1. Draw a line joining any two of the legs.

You can put as much load as you want anywhere along this line without tipping the table, but as you move the load out from this point the table will begin to be unstable.

2. If you calculate the distance from the center of this line to the center of the table you will get 12",

(12" = 24" x sin 30deg.)

3. The moment about the line due to the weight of the table which acts at the center of the table = 12" x 30# = 360 inch pounds.

4. Therefore as long as the moment due to the 100 pound load about the line is less than 360 inch pounds the table will not tip, but as soon as the moment due to the 100 pound load exceeds 360 inch pounds the able will start to rotate or tip.

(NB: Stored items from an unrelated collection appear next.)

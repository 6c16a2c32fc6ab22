use anyhow::Result;
use dotenvy::dotenv;
use std::net::SocketAddr;
use teloxide::dispatching::UpdateHandler;
use teloxide::prelude::*;
use teloxide::types::ChatId;
use teloxide::update_listeners::{Polling, webhooks};
use tokio::net::TcpListener;
use tokio::time::sleep;

use funnelbot::cli::{Cli, Commands};
use funnelbot::core::{config, logging, metrics, web_server};
use funnelbot::telegram::{HandlerDeps, HandlerError, JoinLinks, create_bot, schema, setup_bot_commands};
use funnelcore::FunnelConfig;

/// Main entry point for the Telegram funnel bot
///
/// # Errors
/// Returns an error if initialization fails (logging, configuration, bot creation).
#[tokio::main]
async fn main() -> Result<()> {
    let cli = Cli::parse_args();

    // Log panics from handler tasks instead of losing them on stderr
    std::panic::set_hook(Box::new(|panic_info| {
        log::error!("Panic caught: {:?}", panic_info);
        if let Some(location) = panic_info.location() {
            log::error!("Panic at {}:{}:{}", location.file(), location.line(), location.column());
        }
        if let Some(msg) = panic_info.payload().downcast_ref::<&str>() {
            log::error!("Panic message: {}", msg);
        }
    }));

    // .env first so LOG_FILE_PATH can come from it
    let _ = dotenv();

    logging::init_logger(&config::LOG_FILE_PATH)?;

    match cli.command {
        Some(Commands::Run { webhook }) => {
            log::info!("Running bot (webhook: {})", webhook);
            run_bot(webhook).await
        }
        Some(Commands::CheckConfig) => {
            logging::log_configuration();
            Ok(())
        }
        None => {
            let webhook = config::WEBHOOK_URL.is_some();
            log::info!("No command specified, running bot (webhook: {})", webhook);
            run_bot(webhook).await
        }
    }
}

/// Run the Telegram bot
async fn run_bot(use_webhook: bool) -> Result<()> {
    let bot_init_start = std::time::Instant::now();
    log::info!("Starting bot...");

    metrics::init_metrics();
    logging::log_configuration();

    let bot = create_bot()?;

    // Retry while the Bot API is unreachable
    let bot_info = {
        let mut startup_retry = 0;
        loop {
            match bot.get_me().await {
                Ok(info) => break info,
                Err(e) => {
                    let is_retryable = matches!(
                        e,
                        teloxide::RequestError::Network(_)
                            | teloxide::RequestError::Io(_)
                            | teloxide::RequestError::RetryAfter(_)
                    );
                    startup_retry += 1;
                    if startup_retry >= config::retry::STARTUP_MAX_RETRIES || !is_retryable {
                        return Err(anyhow::anyhow!(
                            "Failed to connect to Bot API after {} attempts: {}",
                            startup_retry,
                            e
                        ));
                    }
                    log::warn!(
                        "Bot API not ready (attempt {}/{}): {}. Retrying...",
                        startup_retry,
                        config::retry::STARTUP_MAX_RETRIES,
                        e
                    );
                    sleep(config::retry::startup_delay()).await;
                }
            }
        }
    };
    let bot_username = bot_info
        .user
        .username
        .clone()
        .ok_or_else(|| anyhow::anyhow!("Bot account has no username, referral links cannot be built"))?;
    log::info!("Bot username: @{}, Bot ID: {}", bot_username, bot_info.user.id);

    if let Err(e) = setup_bot_commands(&bot).await {
        log::warn!("Failed to set bot commands: {}", e);
    }

    let funnel_config =
        FunnelConfig::for_bot(&bot_username)?.with_amounts(*config::BONUS_AMOUNT, *config::REFERRAL_AMOUNT);
    let deps = HandlerDeps::in_memory(
        funnel_config,
        config::OPERATOR_CHAT_ID.map(ChatId),
        JoinLinks::from_config()?,
        config::CURRENCY_SYMBOL.as_str(),
    );
    let handler = schema(deps);

    log::info!("================================================");
    log::info!("🎉 Bot initialization complete in {:.2}s", bot_init_start.elapsed().as_secs_f64());
    log::info!("================================================");

    if use_webhook {
        run_webhook(bot, handler).await
    } else {
        run_polling(bot, handler).await
    }
}

/// Webhook mode: Telegram updates and the health/metrics routes share one port
async fn run_webhook(bot: Bot, handler: UpdateHandler<HandlerError>) -> Result<()> {
    let url = config::WEBHOOK_URL
        .clone()
        .ok_or_else(|| anyhow::anyhow!("Webhook mode requires WEBHOOK_URL or RENDER_EXTERNAL_URL"))?;
    let url = url::Url::parse(&url)?;
    let addr = SocketAddr::from(([0, 0, 0, 0], *config::PORT));
    log::info!("Starting bot in webhook mode at {} (listening on {})", url, addr);

    let options = webhooks::Options::new(addr, url);
    let (listener, stop_flag, router) = webhooks::axum_to_router(bot.clone(), options).await?;
    let app = router.merge(web_server::routes());

    let tcp_listener = TcpListener::bind(addr).await?;
    tokio::spawn(async move {
        if let Err(e) = axum::serve(tcp_listener, app).with_graceful_shutdown(stop_flag).await {
            log::error!("Web server error: {}", e);
        }
    });

    Dispatcher::builder(bot, handler)
        .enable_ctrlc_handler()
        .build()
        .dispatch_with_listener(
            listener,
            LoggingErrorHandler::with_custom_text("An error from the update listener"),
        )
        .await;

    log::info!("Dispatcher shutdown gracefully");
    Ok(())
}

/// Long polling mode, with the health/metrics routes on their own listener
async fn run_polling(bot: Bot, handler: UpdateHandler<HandlerError>) -> Result<()> {
    log::info!("Starting bot in long polling mode");

    let port = *config::PORT;
    tokio::spawn(async move {
        if let Err(e) = web_server::start_web_server(port).await {
            log::error!("Web server error: {}", e);
        }
    });

    let mut retry_count = 0;
    loop {
        let bot_clone = bot.clone();
        let handler_clone = handler.clone();

        // Separate task so a dispatcher panic surfaces through the JoinHandle
        let handle = tokio::spawn(async move {
            let listener = Polling::builder(bot_clone.clone()).drop_pending_updates().build();

            Dispatcher::builder(bot_clone, handler_clone)
                .enable_ctrlc_handler()
                .build()
                .dispatch_with_listener(
                    listener,
                    LoggingErrorHandler::with_custom_text("An error from the update listener"),
                )
                .await
        });

        match handle.await {
            Ok(()) => {
                log::info!("Dispatcher shutdown gracefully");
                break;
            }
            Err(join_err) if join_err.is_panic() => {
                log::error!("Dispatcher panicked: {}", join_err);
                if retry_count >= config::retry::MAX_DISPATCHER_RETRIES {
                    log::error!("Max retries reached after panic. Exiting...");
                    break;
                }
                retry_count += 1;
                log::info!(
                    "Restarting dispatcher (attempt {}/{})...",
                    retry_count,
                    config::retry::MAX_DISPATCHER_RETRIES
                );
                sleep(config::retry::dispatcher_delay() * retry_count).await;
            }
            Err(join_err) => {
                log::warn!("Dispatcher task was cancelled: {}", join_err);
                break;
            }
        }
    }

    Ok(())
}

So as soon as the 100 pound load exceeds 3.6" from the line the table will start to tip over.

That distance is 3.6" + 12" = 15.6 from the center of the table.

The maximum value of "a" is 1/10 of the radius of table

the center of gravity of table is on the center but we can also imagain it as 3 equale loads on the theree vertics then on C 10Ibs on D 1000Ibs then a*100 = r*10 where r is the radius

tehn a = 0.1r ##

Unless we know the weight of the leg that will be lifted with the force, we can't calculate the answer correctly.

After we know the weight of the legs, we can subtract that from the weight of the tabletop to calculate the moment arms that will cause tipping.

Sorry that we can't give you a better answer with the incomplete problem statement.